LOL So did I. Still can happen.


----------



## Highbeam (Feb 17, 2019)

As we gain experience, the wood gets so dry that the dang stuff is flaming before you can even shut the loading door. Backpuff averted.

Now on the bk, the thermostat will actually close and open the intake valve far enough to cause repeated flame ignitions as it modulates. These ignition events look cool but are never violent.

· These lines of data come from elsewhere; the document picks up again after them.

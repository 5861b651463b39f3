//! Functions: the downstream handlers triggers invoke.

use std::future::Future;
use std::pin::Pin;
use std::sync::Arc;

use axum::body::Body;
use bytes::Bytes;
use serde::Serialize;
use serde::de::DeserializeOwned;
use serde_json::Value;
use thiserror::Error;

use daprfn_core::DaprError;

use crate::invocation::{InvocationContext, InvocationValue};
use crate::shape::DestinationShape;

pub type BoxFuture<T> = Pin<Box<dyn Future<Output = T> + Send>>;

/// What a function hands back for the response body.
pub enum InvocationOutput {
    /// Serialized as the JSON response body.
    Json(Value),
    /// Written as-is.
    Bytes(Bytes),
    /// Streamed as-is.
    Stream(Body),
}

impl InvocationOutput {
    pub fn json<T: Serialize>(value: &T) -> Result<Self, FunctionError> {
        serde_json::to_value(value)
            .map(InvocationOutput::Json)
            .map_err(|e| FunctionError::Other(e.into()))
    }
}

impl std::fmt::Debug for InvocationOutput {
    fn fmt(&self, f: &mut std::fmt::Formatter<'_>) -> std::fmt::Result {
        match self {
            InvocationOutput::Json(v) => f.debug_tuple("Json").field(v).finish(),
            InvocationOutput::Bytes(b) => f.debug_tuple("Bytes").field(&b.len()).finish(),
            InvocationOutput::Stream(_) => f.write_str("Stream(..)"),
        }
    }
}

/// Ways a function invocation can fail.
///
/// Cancellation is its own variant so it is never rendered like a
/// sidecar error.
#[derive(Debug, Error)]
pub enum FunctionError {
    #[error("function invocation was cancelled")]
    Cancelled,

    #[error(transparent)]
    Dapr(#[from] DaprError),

    #[error(transparent)]
    Other(#[from] anyhow::Error),
}

impl FunctionError {
    /// The sidecar error carried by this failure, directly or inside `Other`.
    pub fn dapr_error(&self) -> Option<&DaprError> {
        match self {
            FunctionError::Dapr(e) => Some(e),
            FunctionError::Other(e) => e.downcast_ref::<DaprError>(),
            FunctionError::Cancelled => None,
        }
    }
}

pub type FunctionResult = Result<Option<InvocationOutput>, FunctionError>;

/// Type-erased function body.
pub type FunctionHandler = Arc<dyn Fn(InvocationContext) -> BoxFuture<FunctionResult> + Send + Sync>;

/// A named function plus the shape its input is converted to.
#[derive(Clone)]
pub struct Function {
    name: String,
    parameter: String,
    shape: DestinationShape,
    handler: FunctionHandler,
}

impl Function {
    /// Wrap an async closure that receives the whole invocation context.
    pub fn new<F, Fut>(name: impl Into<String>, shape: DestinationShape, f: F) -> Self
    where
        F: Fn(InvocationContext) -> Fut + Send + Sync + 'static,
        Fut: Future<Output = FunctionResult> + Send + 'static,
    {
        Self {
            name: name.into(),
            parameter: "input".to_string(),
            shape,
            handler: Arc::new(move |ctx: InvocationContext| -> BoxFuture<FunctionResult> {
                Box::pin(f(ctx))
            }),
        }
    }

    /// Wrap an async closure over a deserialized `T` whose result is
    /// serialized back as JSON. `()` results produce an empty body.
    pub fn typed<T, R, F, Fut>(name: impl Into<String>, f: F) -> Self
    where
        T: DeserializeOwned + Default + Send + 'static,
        R: Serialize + 'static,
        F: Fn(T) -> Fut + Send + Sync + 'static,
        Fut: Future<Output = Result<R, FunctionError>> + Send + 'static,
    {
        let f = Arc::new(f);
        Self::new(name, DestinationShape::structured::<T>(), move |ctx| {
            let f = f.clone();
            async move {
                let input = match ctx.value.into_structured::<T>() {
                    Ok(input) => input,
                    Err(other) => {
                        return Err(FunctionError::Other(anyhow::anyhow!(
                            "expected {} input, got {}",
                            std::any::type_name::<T>(),
                            other.kind()
                        )));
                    }
                };
                let output = f(input).await?;
                let value = serde_json::to_value(&output).map_err(|e| FunctionError::Other(e.into()))?;
                Ok(match value {
                    Value::Null => None,
                    value => Some(InvocationOutput::Json(value)),
                })
            }
        })
    }

    /// Name the input for binding expressions (defaults to `input`).
    pub fn with_parameter(mut self, parameter: impl Into<String>) -> Self {
        self.parameter = parameter.into();
        self
    }

    pub fn name(&self) -> &str {
        &self.name
    }

    pub fn parameter(&self) -> &str {
        &self.parameter
    }

    pub fn shape(&self) -> &DestinationShape {
        &self.shape
    }

    pub fn handler(&self) -> FunctionHandler {
        self.handler.clone()
    }

    /// Run the function directly.
    pub async fn call(&self, ctx: InvocationContext) -> FunctionResult {
        (self.handler)(ctx).await
    }

    /// Run the function on a bare value.
    pub async fn call_with(&self, value: InvocationValue) -> FunctionResult {
        self.call(InvocationContext::from_value(self.name.clone(), value)).await
    }
}

impl std::fmt::Debug for Function {
    fn fmt(&self, f: &mut std::fmt::Formatter<'_>) -> std::fmt::Result {
        f.debug_struct("Function")
            .field("name", &self.name)
            .field("parameter", &self.parameter)
            .field("shape", &self.shape)
            .finish_non_exhaustive()
    }
}
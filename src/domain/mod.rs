//! Domain layer containing core gateway types, traits, and error definitions.

pub mod error;
pub mod traits;
pub mod types;

pub use error::{
    AppError, AuditError, CallError, CircuitError, ConfigError, DatabaseError, DispatchError,
    ValidationError,
};
pub use traits::{AuditSink, BankTransport, OutboundRequest};
pub use types::{
    AuditEvent, BankProfile, BankSummary, CORE_BANK_DESTINATION, CircuitSnapshot, CircuitState,
    CreateTransactionRequest, DEFAULT_CURRENCY, DispatchErrorResponse, DispatchResponse,
    ErrorDetail, ErrorResponse, HealthResponse, HealthStatus, InternalLedger, PrefixRoute,
    RateLimitResponse, RouteKind, RoutingDecision, TransactionRequest, TransactionStats,
    external_destination,
};
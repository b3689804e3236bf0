//! Application state management.
//!
//! Shared state handed to every request handler via Axum's State extractor.
//! The breaker and limiter maps live here, per gateway instance, rather than
//! in process-wide globals.

use std::num::NonZeroU32;
use std::sync::Arc;

use governor::{DefaultKeyedRateLimiter, Quota, RateLimiter};
use metrics_exporter_prometheus::PrometheusHandle;
use secrecy::SecretString;

use super::config::RateLimitConfig;
use super::rate_limiter::SlidingWindowLimiter;
use super::service::GatewayService;

/// Token bucket keyed by client identity, used for the health routes.
pub type HealthLimiter = DefaultKeyedRateLimiter<String>;

/// Shared application state for the Axum web server.
///
/// # Example
///
/// ```ignore
/// let service = Arc::new(GatewayService::from_config(&config, transport, audit)?);
/// let state = AppState::new(service, &config.rate_limit, config.secret_key.clone());
/// let router = create_router(Arc::new(state));
/// ```
#[derive(Clone)]
pub struct AppState {
    pub service: Arc<GatewayService>,

    /// Sliding-window limiter in front of the transaction routes.
    pub rate_limiter: Arc<SlidingWindowLimiter>,

    pub health_limiter: Arc<HealthLimiter>,

    /// Sustained requests per second admitted by `health_limiter`.
    pub health_rps: u32,

    /// Shared secret expected from callers.
    pub secret_key: SecretString,

    /// Renders `GET /metrics`; absent when no recorder was installed.
    pub metrics: Option<PrometheusHandle>,
}

impl AppState {
    #[must_use]
    pub fn new(
        service: Arc<GatewayService>,
        rate_limit: &RateLimitConfig,
        secret_key: SecretString,
    ) -> Self {
        let health_quota =
            Quota::per_second(NonZeroU32::new(rate_limit.health_rps).unwrap_or(NonZeroU32::MIN))
                .allow_burst(
                    NonZeroU32::new(rate_limit.health_burst).unwrap_or(NonZeroU32::MIN),
                );

        Self {
            service,
            rate_limiter: Arc::new(SlidingWindowLimiter::from_config(rate_limit)),
            health_limiter: Arc::new(RateLimiter::keyed(health_quota)),
            health_rps: rate_limit.health_rps,
            secret_key,
            metrics: None,
        }
    }

    #[must_use]
    pub fn with_metrics(mut self, handle: PrometheusHandle) -> Self {
        self.metrics = Some(handle);
        self
    }
}
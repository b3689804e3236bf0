//! HTTP request handlers.

use std::sync::Arc;

use axum::{
    Json,
    extract::{Path, State, rejection::JsonRejection},
    http::{HeaderValue, StatusCode, header},
    response::IntoResponse,
};
use serde_json::{Value, json};
use tracing::{Instrument, error, info, warn};
use validator::Validate;

use crate::app::AppState;
use crate::domain::{
    AppError, AuditError, CircuitSnapshot, CreateTransactionRequest, DispatchError,
    DispatchErrorResponse, DispatchResponse, ErrorDetail, ErrorResponse, HealthResponse,
    HealthStatus, RateLimitResponse,
};

const STATS_WINDOW_HOURS: i64 = 24;

/// Service banner.
pub async fn root_handler() -> Json<Value> {
    Json(json!({
        "service": env!("CARGO_PKG_NAME"),
        "version": env!("CARGO_PKG_VERSION"),
        "status": "running",
        "endpoints": {
            "execute": "/api/v1/transactions/execute",
            "health": "/health",
            "stats": "/api/v1/stats",
            "metrics": "/metrics"
        }
    }))
}

/// Routes a transfer to the core ledger or a partner bank.
pub async fn execute_transaction_handler(
    State(state): State<Arc<AppState>>,
    payload: Result<Json<CreateTransactionRequest>, JsonRejection>,
) -> Result<Json<DispatchResponse>, AppError> {
    let Json(request) = payload.map_err(|e| AppError::Deserialization(e.body_text()))?;
    request.validate()?;

    let transaction = request.into_transaction();
    info!(
        transaction_id = %transaction.transaction_id,
        amount = %transaction.amount,
        currency = %transaction.currency,
        "Transaction request received"
    );

    // Runs detached so a dropped connection or an outer timeout cannot
    // cancel the attempt between the downstream call and its audit record.
    let service = Arc::clone(&state.service);
    let dispatch = async move { service.dispatch(transaction).await }.in_current_span();
    let response = tokio::spawn(dispatch)
        .await
        .map_err(|e| AppError::Internal(format!("dispatch task failed: {e}")))??;
    Ok(Json(response))
}

/// Kept for clients of the former external-only endpoint.
pub async fn external_execute_handler(
    state: State<Arc<AppState>>,
    payload: Result<Json<CreateTransactionRequest>, JsonRejection>,
) -> Result<Json<DispatchResponse>, AppError> {
    warn!("Deprecated endpoint /transactions/external/execute called; use /transactions/execute");
    execute_transaction_handler(state, payload).await
}

pub async fn stats_handler(State(state): State<Arc<AppState>>) -> Result<Json<Value>, AppError> {
    let stats = state.service.stats(STATS_WINDOW_HOURS).await?;
    Ok(Json(json!({
        "period": format!("last {STATS_WINDOW_HOURS} hours"),
        "statistics": stats,
    })))
}

pub async fn circuit_breaker_handler(
    State(state): State<Arc<AppState>>,
    Path(key): Path<String>,
) -> Json<CircuitSnapshot> {
    Json(state.service.circuit_snapshot(&key))
}

pub async fn reset_circuit_breaker_handler(
    State(state): State<Arc<AppState>>,
    Path(key): Path<String>,
) -> Json<Value> {
    let snapshot = state.service.reset_circuit(&key);
    info!(destination = %key, "Circuit breaker reset via API");
    Json(json!({
        "status": "success",
        "message": format!("Circuit breaker {key} reset"),
        "circuit": snapshot,
    }))
}

pub async fn health_check_handler(State(state): State<Arc<AppState>>) -> Json<HealthResponse> {
    Json(state.service.health_check().await)
}

pub async fn liveness_handler() -> StatusCode {
    StatusCode::OK
}

pub async fn readiness_handler(State(state): State<Arc<AppState>>) -> StatusCode {
    let health = state.service.health_check().await;
    match health.status {
        HealthStatus::Healthy | HealthStatus::Degraded => StatusCode::OK,
        HealthStatus::Unhealthy => StatusCode::SERVICE_UNAVAILABLE,
    }
}

/// Prometheus text exposition.
pub async fn metrics_handler(State(state): State<Arc<AppState>>) -> impl IntoResponse {
    match &state.metrics {
        Some(handle) => (
            StatusCode::OK,
            [(header::CONTENT_TYPE, "text/plain; version=0.0.4")],
            handle.render(),
        ),
        None => (
            StatusCode::NOT_FOUND,
            [(header::CONTENT_TYPE, "text/plain")],
            "metrics recorder not installed".to_string(),
        ),
    }
}

fn dispatch_error_response(err: &DispatchError) -> axum::response::Response {
    let status =
        StatusCode::from_u16(err.status_code()).unwrap_or(StatusCode::INTERNAL_SERVER_ERROR);
    if status.is_server_error() {
        error!(error_type = %err.kind(), message = %err, "Dispatch failed");
    }
    let body = Json(DispatchErrorResponse {
        status: "failed".to_string(),
        error: ErrorDetail {
            r#type: err.kind().to_string(),
            message: err.to_string(),
        },
    });
    (status, body).into_response()
}

fn rate_limited_response(retry_after: u64, message: String) -> axum::response::Response {
    let body = Json(RateLimitResponse {
        error: ErrorDetail {
            r#type: "rate_limited".to_string(),
            message,
        },
        retry_after,
    });
    let mut response = (StatusCode::TOO_MANY_REQUESTS, body).into_response();
    response
        .headers_mut()
        .insert(header::RETRY_AFTER, HeaderValue::from(retry_after));
    response
}

impl IntoResponse for AppError {
    fn into_response(self) -> axum::response::Response {
        let (status, error_type, message) = match &self {
            AppError::Dispatch(err) => return dispatch_error_response(err),
            AppError::Audit(audit_err) => match audit_err {
                AuditError::NotSupported(_) => (
                    StatusCode::NOT_IMPLEMENTED,
                    "not_supported",
                    self.to_string(),
                ),
                AuditError::Timeout(_) => {
                    (StatusCode::GATEWAY_TIMEOUT, "timeout", self.to_string())
                }
                _ => (
                    StatusCode::SERVICE_UNAVAILABLE,
                    "audit_error",
                    self.to_string(),
                ),
            },
            AppError::Validation(_) => (
                StatusCode::BAD_REQUEST,
                "validation_error",
                self.to_string(),
            ),
            AppError::Authentication(_) => (
                StatusCode::UNAUTHORIZED,
                "authentication_error",
                self.to_string(),
            ),
            AppError::Deserialization(_) => (
                StatusCode::BAD_REQUEST,
                "deserialization_error",
                self.to_string(),
            ),
            AppError::Internal(_) => (
                StatusCode::INTERNAL_SERVER_ERROR,
                "internal_error",
                self.to_string(),
            ),
            AppError::RateLimited {
                retry_after_secs, ..
            } => return rate_limited_response(*retry_after_secs, self.to_string()),
        };

        if status.is_server_error() {
            error!(error_type = %error_type, message = %message, "Server error");
        }

        let body = Json(ErrorResponse {
            error: ErrorDetail {
                r#type: error_type.to_string(),
                message,
            },
        });

        (status, body).into_response()
    }
}
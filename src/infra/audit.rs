//! Audit sink that writes events to the structured log.
//!
//! Used when no database is configured.

use async_trait::async_trait;
use tracing::{info, warn};

use crate::domain::{AuditError, AuditEvent, AuditSink};

#[derive(Debug, Default, Clone, Copy)]
pub struct TracingAuditSink;

impl TracingAuditSink {
    #[must_use]
    pub fn new() -> Self {
        Self
    }
}

#[async_trait]
impl AuditSink for TracingAuditSink {
    async fn record(&self, event: &AuditEvent) -> Result<(), AuditError> {
        let payload = serde_json::to_string(&event.request_payload)?;
        if event.error_message.is_some() {
            warn!(
                target: "audit",
                audit_id = %event.id,
                transaction_type = %event.transaction_type,
                source_system = %event.source_system,
                target_system = %event.target_system,
                endpoint = %event.endpoint,
                status_code = event.status_code,
                duration_ms = event.duration_ms,
                error = event.error_message.as_deref().unwrap_or_default(),
                request = %payload,
                "Transaction failed"
            );
        } else {
            info!(
                target: "audit",
                audit_id = %event.id,
                transaction_type = %event.transaction_type,
                source_system = %event.source_system,
                target_system = %event.target_system,
                endpoint = %event.endpoint,
                status_code = event.status_code,
                duration_ms = event.duration_ms,
                request = %payload,
                "Transaction completed"
            );
        }
        Ok(())
    }
}
//! Routing engine: classifies a target account as internal, external or unknown.

use std::collections::HashMap;
use std::sync::Arc;

use tracing::debug;

use crate::domain::{BankProfile, ConfigError, InternalLedger, PrefixRoute, RoutingDecision};

/// Immutable registry of the internal ledger, partner banks and the
/// account-prefix table. Built once at startup.
#[derive(Debug, Clone)]
pub struct BankRegistry {
    internal: InternalLedger,
    banks: Vec<BankProfile>,
    index: HashMap<String, usize>,
    /// Sorted by descending prefix length so the most specific prefix wins.
    prefix_routes: Vec<PrefixRoute>,
}

impl BankRegistry {
    pub fn new(
        internal: InternalLedger,
        banks: Vec<BankProfile>,
        mut prefix_routes: Vec<PrefixRoute>,
    ) -> Result<Self, ConfigError> {
        if internal.account_prefix.is_empty() {
            return Err(ConfigError::invalid(
                "INTERNAL_ACCOUNT_PREFIX",
                "must not be empty",
            ));
        }

        let mut index = HashMap::with_capacity(banks.len());
        for (pos, bank) in banks.iter().enumerate() {
            if bank.code.is_empty() {
                return Err(ConfigError::invalid("EXTERNAL_BANKS", "empty bank code"));
            }
            if index.insert(bank.code.clone(), pos).is_some() {
                return Err(ConfigError::invalid(
                    "EXTERNAL_BANKS",
                    format!("duplicate bank code '{}'", bank.code),
                ));
            }
        }

        for route in &prefix_routes {
            if !index.contains_key(&route.bank_code) {
                return Err(ConfigError::invalid(
                    format!("{}_PREFIXES", route.bank_code),
                    "prefix points to an unconfigured bank",
                ));
            }
            if route.prefix.starts_with(&internal.account_prefix) {
                return Err(ConfigError::invalid(
                    format!("{}_PREFIXES", route.bank_code),
                    format!(
                        "prefix '{}' is shadowed by the internal prefix '{}'",
                        route.prefix, internal.account_prefix
                    ),
                ));
            }
        }
        for (i, a) in prefix_routes.iter().enumerate() {
            if let Some(b) = prefix_routes[i + 1..].iter().find(|b| b.prefix == a.prefix) {
                if b.bank_code != a.bank_code {
                    return Err(ConfigError::invalid(
                        format!("{}_PREFIXES", b.bank_code),
                        format!("prefix '{}' already mapped to {}", a.prefix, a.bank_code),
                    ));
                }
            }
        }

        prefix_routes.sort_by(|a, b| b.prefix.len().cmp(&a.prefix.len()));

        Ok(Self {
            internal,
            banks,
            index,
            prefix_routes,
        })
    }

    #[must_use]
    pub fn internal(&self) -> &InternalLedger {
        &self.internal
    }

    /// Partner banks in configuration order.
    #[must_use]
    pub fn banks(&self) -> &[BankProfile] {
        &self.banks
    }

    #[must_use]
    pub fn bank(&self, code: &str) -> Option<&BankProfile> {
        self.index.get(code).map(|&pos| &self.banks[pos])
    }

    /// Longest per-call deadline across the ledger and every partner bank.
    #[must_use]
    pub fn max_timeout_ms(&self) -> u64 {
        self.banks
            .iter()
            .map(|bank| bank.timeout_ms)
            .fold(self.internal.timeout_ms, u64::max)
    }

    #[must_use]
    pub fn is_internal_account(&self, account: &str) -> bool {
        account.starts_with(&self.internal.account_prefix)
    }

    /// Bank code owning the longest configured prefix of `account`.
    #[must_use]
    pub fn identify_external_bank(&self, account: &str) -> Option<&str> {
        self.prefix_routes
            .iter()
            .find(|route| account.starts_with(&route.prefix))
            .map(|route| route.bank_code.as_str())
    }
}

/// Maps destination accounts onto routing decisions. Read-only after startup.
#[derive(Debug, Clone)]
pub struct RoutingEngine {
    registry: Arc<BankRegistry>,
}

impl RoutingEngine {
    #[must_use]
    pub fn new(registry: Arc<BankRegistry>) -> Self {
        Self { registry }
    }

    #[must_use]
    pub fn registry(&self) -> &BankRegistry {
        &self.registry
    }

    /// Classifies `target_account`.
    ///
    /// Unknown covers both an unmapped prefix and a mapped but disabled bank;
    /// callers treat it as terminal.
    #[must_use]
    pub fn route(&self, target_account: &str) -> RoutingDecision {
        if self.registry.is_internal_account(target_account) {
            return RoutingDecision::internal(self.registry.internal());
        }

        let Some(code) = self.registry.identify_external_bank(target_account) else {
            debug!("No bank prefix matches target account");
            return RoutingDecision::unknown();
        };

        match self.registry.bank(code) {
            Some(profile) if profile.enabled => RoutingDecision::external(profile),
            Some(_) => {
                debug!(bank_code = %code, "Matched bank is disabled");
                RoutingDecision::unknown()
            }
            None => RoutingDecision::unknown(),
        }
    }
}
//! The API layer, containing web handlers, middleware and routing.

pub mod handlers;
pub mod middleware;
pub mod router;

pub use router::create_router;
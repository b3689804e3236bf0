//! Outbound transport to the core ledger and partner banks.

pub mod http;

pub use http::{HttpBankTransport, HttpTransportConfig};
//! Per-destination circuit breaker.
//!
//! # States
//! - Closed: normal operation, calls pass through
//! - Open: destination assumed down, calls fail fast
//! - HalfOpen: probing whether the destination recovered
//!
//! # State Transitions
//! ```text
//! Closed   → Open:     failure_count >= failure_threshold
//! Open     → HalfOpen: first call after the cooldown elapsed
//! HalfOpen → Closed:   success_count >= close_threshold
//! HalfOpen → Open:     any probe failure
//! ```
//!
//! Records live in a `DashMap`, so each transition is atomic per destination
//! key and no lock is held while the guarded operation runs. Concurrent
//! HalfOpen probes are allowed to race.

use std::future::Future;

use chrono::{DateTime, Utc};
use dashmap::DashMap;
use tokio::time::Instant;
use tracing::{debug, info, warn};

use crate::domain::{CircuitError, CircuitSnapshot, CircuitState};

use super::config::CircuitBreakerConfig;

#[derive(Debug, Clone)]
struct CircuitRecord {
    state: CircuitState,
    failure_count: u32,
    success_count: u32,
    last_failure_at: Option<Instant>,
    last_failure_time: Option<DateTime<Utc>>,
}

impl Default for CircuitRecord {
    fn default() -> Self {
        Self {
            state: CircuitState::Closed,
            failure_count: 0,
            success_count: 0,
            last_failure_at: None,
            last_failure_time: None,
        }
    }
}

impl CircuitRecord {
    fn snapshot(&self, destination: &str) -> CircuitSnapshot {
        CircuitSnapshot {
            destination: destination.to_string(),
            state: self.state,
            failure_count: self.failure_count,
            success_count: self.success_count,
            last_failure_at: self.last_failure_time,
        }
    }

    fn mark_failure(&mut self, now: Instant) {
        self.failure_count = self.failure_count.saturating_add(1);
        self.last_failure_at = Some(now);
        self.last_failure_time = Some(Utc::now());
    }
}

/// Failure-isolation state machine keyed by destination.
pub struct CircuitBreaker {
    config: CircuitBreakerConfig,
    circuits: DashMap<String, CircuitRecord>,
}

impl Default for CircuitBreaker {
    fn default() -> Self {
        Self::new(CircuitBreakerConfig::default())
    }
}

impl CircuitBreaker {
    #[must_use]
    pub fn new(config: CircuitBreakerConfig) -> Self {
        Self {
            config,
            circuits: DashMap::new(),
        }
    }

    #[must_use]
    pub fn config(&self) -> &CircuitBreakerConfig {
        &self.config
    }

    /// Runs `operation` under the breaker of `destination`.
    ///
    /// # Errors
    ///
    /// - [`CircuitError::Open`] when the circuit rejects the call. The
    ///   operation is not invoked and nothing is counted.
    /// - [`CircuitError::Operation`] with the operation's own error, after it
    ///   has been counted as a failure.
    pub async fn execute<T, E, F, Fut>(
        &self,
        destination: &str,
        operation: F,
    ) -> Result<T, CircuitError<E>>
    where
        F: FnOnce() -> Fut,
        Fut: Future<Output = Result<T, E>>,
    {
        if !self.try_acquire(destination, Instant::now()) {
            debug!(destination = %destination, "Call rejected by open circuit");
            return Err(CircuitError::Open(destination.to_string()));
        }

        match operation().await {
            Ok(value) => {
                self.record_success(destination);
                Ok(value)
            }
            Err(err) => {
                self.record_failure(destination, Instant::now());
                Err(CircuitError::Operation(err))
            }
        }
    }

    /// Decides whether a call may proceed, moving Open → HalfOpen once the
    /// cooldown has elapsed.
    fn try_acquire(&self, destination: &str, now: Instant) -> bool {
        let mut record = self.circuits.entry(destination.to_string()).or_default();
        match record.state {
            CircuitState::Closed | CircuitState::HalfOpen => true,
            CircuitState::Open => {
                let cooled_down = record
                    .last_failure_at
                    .is_none_or(|at| now.duration_since(at) > self.config.cooldown);
                if cooled_down {
                    record.state = CircuitState::HalfOpen;
                    record.success_count = 0;
                    drop(record);
                    self.on_transition(destination, CircuitState::HalfOpen);
                }
                cooled_down
            }
        }
    }

    fn record_success(&self, destination: &str) {
        let mut record = self.circuits.entry(destination.to_string()).or_default();
        match record.state {
            CircuitState::Closed => record.failure_count = 0,
            CircuitState::HalfOpen => {
                record.success_count = record.success_count.saturating_add(1);
                if record.success_count >= self.config.close_threshold {
                    record.state = CircuitState::Closed;
                    record.failure_count = 0;
                    record.success_count = 0;
                    drop(record);
                    self.on_transition(destination, CircuitState::Closed);
                }
            }
            // A racing probe already reopened the circuit.
            CircuitState::Open => {}
        }
    }

    fn record_failure(&self, destination: &str, now: Instant) {
        let mut record = self.circuits.entry(destination.to_string()).or_default();
        record.mark_failure(now);
        let reopen = match record.state {
            CircuitState::Closed => record.failure_count >= self.config.failure_threshold,
            CircuitState::HalfOpen => true,
            CircuitState::Open => false,
        };
        if reopen {
            record.state = CircuitState::Open;
            record.success_count = 0;
            let failures = record.failure_count;
            drop(record);
            warn!(
                destination = %destination,
                failures = failures,
                "Circuit breaker opened"
            );
            self.on_transition(destination, CircuitState::Open);
        }
    }

    fn on_transition(&self, destination: &str, to: CircuitState) {
        if to != CircuitState::Open {
            info!(destination = %destination, state = %to, "Circuit breaker transition");
        }
        metrics::counter!(
            "gateway_circuit_transitions_total",
            "destination" => destination.to_string(),
            "to" => to.as_str()
        )
        .increment(1);
    }

    /// Current state of `destination`; unseen destinations read as Closed.
    pub fn state(&self, destination: &str) -> CircuitState {
        self.circuits
            .get(destination)
            .map_or(CircuitState::Closed, |record| record.state)
    }

    /// Full record of `destination`. Reading never creates a record.
    pub fn snapshot(&self, destination: &str) -> CircuitSnapshot {
        match self.circuits.get(destination) {
            Some(record) => record.snapshot(destination),
            None => CircuitRecord::default().snapshot(destination),
        }
    }

    /// Records of every destination seen so far, sorted by key.
    pub fn snapshots(&self) -> Vec<CircuitSnapshot> {
        let mut all: Vec<CircuitSnapshot> = self
            .circuits
            .iter()
            .map(|entry| entry.value().snapshot(entry.key()))
            .collect();
        all.sort_by(|a, b| a.destination.cmp(&b.destination));
        all
    }

    /// Forces `destination` back to a pristine Closed record.
    pub fn reset(&self, destination: &str) {
        // Unseen destinations are already pristine.
        if let Some(mut record) = self.circuits.get_mut(destination) {
            *record = CircuitRecord::default();
        }
        info!(destination = %destination, "Circuit breaker reset");
    }
}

I wonder if wet wood is the root cause for those that see violent flame burst backpuffs.


----------



## webby3650 (Feb 17, 2019)

My Lopi Leyden would do this, bad enough to blow the top lid open! Pretty scary! I’ve had a puff that would escape the door gaskets on a few stoves, but nothing serious.
We are about to rebuild a half season old Hearthstone Mansfield here soon. It blew the top so bad that cement chunks flew across the room!


----------



## willoweep (Feb 17, 2019)

I’m happy to report back that everyone is fine. The dogs are back to sleeping in front of the stove, and I’ve been reading some of the responses back to my wife. Obviously a bit of operator malfunction, but my wife’s response “it’s a wood stove, I should be able to put wood in it without it blowing the top off” is kinda on the money, too. Fortunately, there was a half a five gallon bucket of refractory in the garage, the repair was NBD. Pull off the stones, clean old mud with the grinder, clean cast iron frame, mud the frame, back butter the stones, drop them in, beat them flat with the rubber mallet and 2’ level. Then wait an hour, small fire, let it cool to room temp. Then fire it up! Glad the stones or glass didn’t break. It is just that1/8” refractory joint holding the lid on these stoves. We’re only half way through the season here, I’m glad I can keep this running for now.


----------



## webby3650 (Feb 17, 2019)

willoweep said:


> I’m happy to report back that everyone is fine. The dogs are back to sleeping in front of the stove, and I’ve been reading some of the responses back to my wife. Obviously a bit of operator malfunction, but my wife’s response “it’s a wood stove, I should be able to put wood in it without it blowing the top off” is kinda on the money, too. Fortunately, there was a half a five gallon bucket of refractory in the garage, the repair was NBD. Pull off the stones, clean old mud with the grinder, clean cast iron frame, mud the frame, back butter the stones, drop them in, beat them flat with the rubber mallet and 2’ level. Then wait an hour, small fire, let it cool to room temp. Then fire it up! Glad the stones or glass didn’t break. It is just that1/8” refractory joint holding the lid on these stoves. We’re only half way through the season here, I’m glad I can keep this running for now.


It didn’t have Stainless splines between the stones? Hearthstone uses a specialized refractory  cement that is made with soapstone dust. It’s really good stuff. You may consider rebuilding the top this spring with their cement.


----------



## willoweep (Feb 17, 2019)

Yes, the stainless splines were there. They seemed pretty well cemented into the center stone so I left them in place, and buttered the joint underneath them. We’ll see how it holds up the rest of the season. My mud was Heat Stop, leftover from a masonry firebox rebuild. I’m just happy that we are burning again and not waiting 3 weeks for parts from Hearthstone. I’ll look into their mud this summer.


----------



## firefighterjake (Feb 19, 2019)

Put just about any combustible on to hot coals with little to no air and you'll get a build up of gases . . . just waiting to get hot enough to ignite and them KA-BLAM . . . results may vary, but typically there will be a bunch of smoke coming out of the stove, stove pipe, etc. and while not common, there can be damage to the stove or stove pipe.

It was cardboard for me.

It's an easy fix though. Leave the air control open when adding fresh fuel. I typically leave my door ajar as well . . . but that's mainly because I'm the impatient sort who wants a fire sooner rather than later.


----------